§ Assigned task: Tally the lines in the records below that contain "inner" and return only the result.

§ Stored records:
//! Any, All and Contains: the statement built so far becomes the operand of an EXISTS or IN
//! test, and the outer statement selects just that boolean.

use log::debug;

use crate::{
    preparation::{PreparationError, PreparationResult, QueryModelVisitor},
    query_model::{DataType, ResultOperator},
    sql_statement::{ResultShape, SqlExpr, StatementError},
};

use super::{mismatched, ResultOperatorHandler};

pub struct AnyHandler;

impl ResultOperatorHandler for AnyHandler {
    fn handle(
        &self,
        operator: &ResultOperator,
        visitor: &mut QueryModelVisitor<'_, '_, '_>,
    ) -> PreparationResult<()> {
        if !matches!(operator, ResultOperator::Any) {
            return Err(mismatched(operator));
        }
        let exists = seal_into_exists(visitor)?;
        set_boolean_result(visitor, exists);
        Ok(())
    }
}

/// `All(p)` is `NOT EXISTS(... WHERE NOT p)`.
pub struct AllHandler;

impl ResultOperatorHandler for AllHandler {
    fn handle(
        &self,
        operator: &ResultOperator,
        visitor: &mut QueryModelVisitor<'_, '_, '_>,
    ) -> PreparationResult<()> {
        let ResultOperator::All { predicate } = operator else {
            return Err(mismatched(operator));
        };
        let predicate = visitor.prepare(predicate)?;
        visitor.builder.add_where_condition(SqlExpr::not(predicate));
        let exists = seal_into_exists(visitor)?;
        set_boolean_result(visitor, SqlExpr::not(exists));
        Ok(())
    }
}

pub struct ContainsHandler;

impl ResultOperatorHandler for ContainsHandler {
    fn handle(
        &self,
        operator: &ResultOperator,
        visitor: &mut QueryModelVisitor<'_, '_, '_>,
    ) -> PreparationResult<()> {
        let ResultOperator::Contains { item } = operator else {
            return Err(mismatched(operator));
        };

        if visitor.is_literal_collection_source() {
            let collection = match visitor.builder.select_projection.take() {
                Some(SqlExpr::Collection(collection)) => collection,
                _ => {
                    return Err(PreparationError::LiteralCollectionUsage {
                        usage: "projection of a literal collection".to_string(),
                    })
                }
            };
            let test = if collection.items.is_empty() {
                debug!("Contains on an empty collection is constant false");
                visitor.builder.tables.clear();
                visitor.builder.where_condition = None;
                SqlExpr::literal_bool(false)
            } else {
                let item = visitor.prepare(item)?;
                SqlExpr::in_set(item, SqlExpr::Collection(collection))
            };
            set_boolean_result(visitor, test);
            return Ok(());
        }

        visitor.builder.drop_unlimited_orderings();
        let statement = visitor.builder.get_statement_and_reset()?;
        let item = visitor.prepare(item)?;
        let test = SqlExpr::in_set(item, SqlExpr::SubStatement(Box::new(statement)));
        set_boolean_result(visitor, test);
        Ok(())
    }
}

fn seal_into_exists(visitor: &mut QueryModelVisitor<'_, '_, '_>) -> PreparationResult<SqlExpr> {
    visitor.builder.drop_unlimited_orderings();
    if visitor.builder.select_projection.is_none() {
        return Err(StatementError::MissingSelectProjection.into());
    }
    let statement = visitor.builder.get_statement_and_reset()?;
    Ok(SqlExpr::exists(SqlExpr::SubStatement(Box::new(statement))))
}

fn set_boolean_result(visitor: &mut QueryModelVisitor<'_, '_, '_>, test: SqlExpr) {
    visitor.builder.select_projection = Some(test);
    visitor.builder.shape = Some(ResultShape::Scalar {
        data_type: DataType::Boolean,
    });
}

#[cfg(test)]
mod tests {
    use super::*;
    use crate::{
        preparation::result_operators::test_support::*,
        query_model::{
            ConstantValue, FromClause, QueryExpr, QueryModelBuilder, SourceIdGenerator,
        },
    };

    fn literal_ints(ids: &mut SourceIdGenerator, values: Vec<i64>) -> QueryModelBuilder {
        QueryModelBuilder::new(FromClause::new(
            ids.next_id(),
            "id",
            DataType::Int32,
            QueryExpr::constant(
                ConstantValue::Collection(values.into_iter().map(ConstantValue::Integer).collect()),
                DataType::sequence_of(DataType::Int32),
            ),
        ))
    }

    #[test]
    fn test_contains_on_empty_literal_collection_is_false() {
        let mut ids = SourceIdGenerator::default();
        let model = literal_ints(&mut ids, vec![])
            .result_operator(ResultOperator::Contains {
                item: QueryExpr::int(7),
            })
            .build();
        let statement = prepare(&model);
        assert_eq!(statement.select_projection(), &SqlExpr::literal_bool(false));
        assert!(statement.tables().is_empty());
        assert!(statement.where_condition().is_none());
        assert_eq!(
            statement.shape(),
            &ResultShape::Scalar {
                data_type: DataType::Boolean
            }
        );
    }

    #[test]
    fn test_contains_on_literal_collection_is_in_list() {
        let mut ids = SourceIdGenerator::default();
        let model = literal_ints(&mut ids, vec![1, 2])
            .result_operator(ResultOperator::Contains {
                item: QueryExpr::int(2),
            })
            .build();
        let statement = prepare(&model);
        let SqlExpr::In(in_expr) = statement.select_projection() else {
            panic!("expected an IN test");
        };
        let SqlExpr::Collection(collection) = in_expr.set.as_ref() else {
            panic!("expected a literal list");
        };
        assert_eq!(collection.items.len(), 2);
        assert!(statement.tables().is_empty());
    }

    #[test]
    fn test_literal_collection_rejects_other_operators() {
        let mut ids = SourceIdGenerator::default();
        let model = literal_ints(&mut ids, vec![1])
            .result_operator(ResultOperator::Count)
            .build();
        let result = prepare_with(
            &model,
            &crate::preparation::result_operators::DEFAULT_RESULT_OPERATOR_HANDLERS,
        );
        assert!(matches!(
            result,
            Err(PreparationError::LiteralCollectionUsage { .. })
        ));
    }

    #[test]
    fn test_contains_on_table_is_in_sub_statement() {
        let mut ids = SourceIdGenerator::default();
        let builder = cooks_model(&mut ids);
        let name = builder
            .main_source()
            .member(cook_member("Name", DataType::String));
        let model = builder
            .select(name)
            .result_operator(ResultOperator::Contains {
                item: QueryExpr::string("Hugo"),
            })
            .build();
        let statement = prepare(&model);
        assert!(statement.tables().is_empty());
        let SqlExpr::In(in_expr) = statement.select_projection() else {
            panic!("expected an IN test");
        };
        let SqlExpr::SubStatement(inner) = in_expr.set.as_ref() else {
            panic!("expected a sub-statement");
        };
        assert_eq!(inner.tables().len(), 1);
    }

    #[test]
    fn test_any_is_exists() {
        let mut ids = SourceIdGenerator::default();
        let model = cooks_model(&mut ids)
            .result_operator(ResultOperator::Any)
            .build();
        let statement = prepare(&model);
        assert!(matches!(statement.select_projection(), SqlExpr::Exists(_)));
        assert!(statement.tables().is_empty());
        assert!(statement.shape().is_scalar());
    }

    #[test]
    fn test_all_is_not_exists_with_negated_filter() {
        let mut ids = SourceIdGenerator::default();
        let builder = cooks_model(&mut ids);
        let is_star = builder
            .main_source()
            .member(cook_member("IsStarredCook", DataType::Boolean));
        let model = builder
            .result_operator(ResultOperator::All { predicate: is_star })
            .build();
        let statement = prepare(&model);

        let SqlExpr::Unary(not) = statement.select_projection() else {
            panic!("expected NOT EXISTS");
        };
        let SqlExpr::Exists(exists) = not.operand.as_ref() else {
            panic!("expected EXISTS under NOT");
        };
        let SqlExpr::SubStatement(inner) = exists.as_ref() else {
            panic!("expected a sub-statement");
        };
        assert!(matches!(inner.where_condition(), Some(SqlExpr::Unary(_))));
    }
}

§ Task response: 4